I suppose this aversion to serious fellowship is not a new problem. Our Hebrews text above, with its phrase, “And let us not neglect our meeting together, as some people do,” is strong evidence that even the earliest Christians could be distracted from the life-changing impact of deep interaction with other believers.
Sunday schools are great, as are other educational and social groups within a church. They have their specific purposes. Don’t confuse these with small groups, however, which were the basis of the original Methodist movement that swept the world.
Here’s the first major small group characteristic: “Small” is taken seriously. Most small group leaders would find that eight members are the maximum if everyone is to participate in a healthy way. The Discipleship Bands program begun at Asbury Theological Seminary recommends even smaller groups of three to five people.
If you don’t fully understand what the experience is supposed to be like, the restricted size should give you a clue.

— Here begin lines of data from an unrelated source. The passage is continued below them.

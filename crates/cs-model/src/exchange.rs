//! ModelExchange trait for pluggable lumped models.

use crate::error::ModelResult;

/// Event information reported by a model after a step or an event iteration.
#[derive(Clone, Copy, Debug, Default, PartialEq)]
pub struct EventInfo {
    /// Another `event_update` call is required before leaving event mode.
    pub new_discrete_states_needed: bool,
    /// The model asks the caller to stop integrating.
    pub terminate_simulation: bool,
    /// Continuous states were changed by the event; callers must re-read them.
    pub values_of_continuous_states_changed: bool,
    /// Next scheduled time event, if any.
    pub next_event_time: Option<f64>,
}

/// Interface implemented by a loaded model artifact.
///
/// Mode bookkeeping lives in [`crate::ModelSession`]; implementors only
/// need to honor the calls in the order the session issues them.
pub trait ModelExchange {
    /// Model name for diagnostics.
    fn model_name(&self) -> &str;

    /// Set the start time before initialization.
    fn setup_experiment(&mut self, start_time: f64) -> ModelResult<()>;

    fn enter_initialization_mode(&mut self) -> ModelResult<()> {
        Ok(())
    }

    /// Finish applying initial conditions. Discrete states are resolved here.
    fn exit_initialization_mode(&mut self) -> ModelResult<()>;

    fn enter_event_mode(&mut self) -> ModelResult<()> {
        Ok(())
    }

    fn enter_continuous_time_mode(&mut self) -> ModelResult<()> {
        Ok(())
    }

    /// One event iteration: re-resolve discrete states at the current time.
    fn event_update(&mut self) -> ModelResult<EventInfo>;

    /// Event information as of the last step or event iteration.
    fn event_info(&self) -> EventInfo;

    fn set_time(&mut self, t: f64) -> ModelResult<()>;

    fn continuous_states(&self) -> Vec<f64>;

    fn set_continuous_states(&mut self, x: &[f64]) -> ModelResult<()>;

    fn nominal_continuous_states(&self) -> Vec<f64>;

    /// Right-hand side `dx/dt` at the current time and states.
    fn derivatives(&mut self) -> ModelResult<Vec<f64>>;

    /// Event indicators; a sign change between evaluations is a state event.
    fn event_indicators(&mut self) -> ModelResult<Vec<f64>>;

    /// Inform the model an integrator step was accepted. Returns whether a
    /// step event is pending.
    fn completed_integrator_step(&mut self) -> ModelResult<bool>;

    fn get_real(&self, name: &str) -> ModelResult<f64>;

    fn set_real(&mut self, name: &str, value: f64) -> ModelResult<()>;

    fn terminate(&mut self) -> ModelResult<()> {
        Ok(())
    }
}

Over time, people meeting in weekly small groups should begin to have personal and confidential conversations about their faith, including their struggles. In this safe environment, Christians can find encouragement and mutual support.

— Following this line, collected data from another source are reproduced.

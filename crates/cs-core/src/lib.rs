//! cs-core: shared foundation for the co-simulation workspace.
//!
//! Contains:
//! - error (failure taxonomy shared by every crate, core error type)
//! - numeric (Real, event-time tolerance, float helpers)
//! - units (uom SI types + constructors)
//! - timing (wall-clock timers for run summaries)

pub mod error;
pub mod numeric;
pub mod timing;
pub mod units;

pub use error::{CoreError, CoreResult, FailureClass};
pub use numeric::*;
pub use timing::Timer;
pub use units::*;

Let’s be realistic—it’s hard to sit in a room with 20 people and have deep conversations about our struggles. We naturally fear that someone will gossip. In fact, when we’re really struggling, one of the loneliest places we can find ourselves is in a room full of people. If we’re going to open up to others, a tight circle of people is better.
That said, I also don’t want to scare you regarding what might happen in that private room (or these days, in that secure online meeting site). If you’ve never been in a small group, don’t think that people are going to put you in a headlock and force you to spill your secrets.
Spiritual intimacy takes time to develop. But when a small group of people understand from the outset the importance of maintaining confidentiality, they will achieve spiritual intimacy more quickly than you might think. Most groups begin by working out a covenant so rules and appropriate behaviors are clear.
Tomorrow, I’m going to explore what might at first seem to be a paradox. Small groups need to stay small, but at the same time, they’re constantly trying to draw new people into deeper Christian discipleship. Once we learn to maintain this tension, remarkable things can happen.
Lord, if you are calling us to a deeper relationship with you as we walk with others, let us sense clearly how we are to respond. Thank you for Christians who are willing to help each other grow. Amen.